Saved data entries
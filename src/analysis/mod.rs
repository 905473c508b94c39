//! Analysis module - Reconstruct asset flows from a single transaction

use crate::Result;
use crate::data_source::{ResourceResolver, Transaction, TransactionSource, VersionOrHash};

pub mod balance;
pub mod correlator;
pub mod extractor;
pub mod graph;
pub mod store_info;

// Re-export key types
pub use balance::{BalanceChange, compute_balance_changes};
pub use correlator::{TransferEvent, TransferKind, correlate, extract_transfer_events};
pub use extractor::{ExtractedChanges, FungibleStoreRecord, OwnershipMap, extract_changes};
pub use graph::{OrphanEvent, Orphans, Transfer, TransferGraph};
pub use store_info::{StoreInfo, StoreMeta};

/// Fetch a transaction and resolve its withdraw/deposit events
pub async fn fetch_transfer_events<T, R>(
    source: &T,
    resolver: &R,
    id: &VersionOrHash,
) -> Result<(Transaction, Vec<TransferEvent>)>
where
    T: TransactionSource + ?Sized,
    R: ResourceResolver + ?Sized,
{
    let tx = source.get_transaction(id).await?;
    let store_info = extract_changes(&tx.changes).store_info();
    let events = extract_transfer_events(&tx.events, &store_info, resolver, tx.version).await;
    Ok((tx, events))
}

/// Fetch a transaction and build its transfer graph
pub async fn build_transfer_graph<T, R>(
    source: &T,
    resolver: &R,
    id: &VersionOrHash,
) -> Result<(Transaction, TransferGraph)>
where
    T: TransactionSource + ?Sized,
    R: ResourceResolver + ?Sized,
{
    let tx = source.get_transaction(id).await?;
    let store_info = extract_changes(&tx.changes).store_info();
    let graph = correlate(&tx.events, &store_info, resolver, tx.version).await;

    tracing::info!(
        "Version {}: {} transfers, {} orphans in, {} orphans out",
        tx.version,
        graph.transfers.len(),
        graph.orphans.incoming.len(),
        graph.orphans.outgoing.len()
    );

    Ok((tx, graph))
}
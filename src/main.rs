//! Aptos Transaction Flow Analyzer

use aptos_flow::{Config, Result, VERSION, cli, init_logging};
use clap::Parser;

#[tokio::main]
async fn main() -> Result<()> {
    let args = cli::Cli::parse();

    let config = if let Some(config_path) = &args.config {
        Config::from_file(config_path)?
    } else {
        Config::load()?
    }
    .with_overrides(args.rpc_url.clone(), args.cache);

    init_logging(&config.logging.level);

    tracing::info!("Aptos Transaction Flow Analyzer v{}", VERSION);
    tracing::debug!("Parsed arguments: {:?}", args);
    tracing::debug!("Loaded configuration: {:?}", config);

    cli::execute(args, config).await?;

    Ok(())
}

Required work: Repeat the lines above with every word intact.

Exercise response:
filename src/analysis/mod.rs
repository 905473c508b94c39
//! Analysis module - Reconstruct asset flows from a single transaction

use crate::Result;
use crate::data_source::{ResourceResolver, Transaction, TransactionSource, VersionOrHash};

pub mod balance;
pub mod correlator;
pub mod extractor;
pub mod graph;
pub mod store_info;

// Re-export key types
pub use balance::{BalanceChange, compute_balance_changes};
pub use correlator::{TransferEvent, TransferKind, correlate, extract_transfer_events};
pub use extractor::{ExtractedChanges, FungibleStoreRecord, OwnershipMap, extract_changes};
pub use graph::{OrphanEvent, Orphans, Transfer, TransferGraph};
pub use store_info::{StoreInfo, StoreMeta};

/// Fetch a transaction and resolve its withdraw/deposit events
pub async fn fetch_transfer_events<T, R>(
    source: &T,
    resolver: &R,
    id: &VersionOrHash,
) -> Result<(Transaction, Vec<TransferEvent>)>
where
    T: TransactionSource + ?Sized,
    R: ResourceResolver + ?Sized,
{
    let tx = source.get_transaction(id).await?;
    let store_info = extract_changes(&tx.changes).store_info();
    let events = extract_transfer_events(&tx.events, &store_info, resolver, tx.version).await;
    Ok((tx, events))
}

/// Fetch a transaction and build its transfer graph
pub async fn build_transfer_graph<T, R>(
    source: &T,
    resolver: &R,
    id: &VersionOrHash,
) -> Result<(Transaction, TransferGraph)>
where
    T: TransactionSource + ?Sized,
    R: ResourceResolver + ?Sized,
{
    let tx = source.get_transaction(id).await?;
    let store_info = extract_changes(&tx.changes).store_info();
    let graph = correlate(&tx.events, &store_info, resolver, tx.version).await;

    tracing::info!(
        "Version {}: {} transfers, {} orphans in, {} orphans out",
        tx.version,
        graph.transfers.len(),
        graph.orphans.incoming.len(),
        graph.orphans.outgoing.len()
    );

    Ok((tx, graph))
}
filename src/main.rs
//! Aptos Transaction Flow Analyzer

use aptos_flow::{Config, Result, VERSION, cli, init_logging};
use clap::Parser;

#[tokio::main]
async fn main() -> Result<()> {
    let args = cli::Cli::parse();

    let config = if let Some(config_path) = &args.config {
        Config::from_file(config_path)?
    } else {
        Config::load()?
    }
    .with_overrides(args.rpc_url.clone(), args.cache);

    init_logging(&config.logging.level);

    tracing::info!("Aptos Transaction Flow Analyzer v{}", VERSION);
    tracing::debug!("Parsed arguments: {:?}", args);
    tracing::debug!("Loaded configuration: {:?}", config);

    cli::execute(args, config).await?;

    Ok(())
}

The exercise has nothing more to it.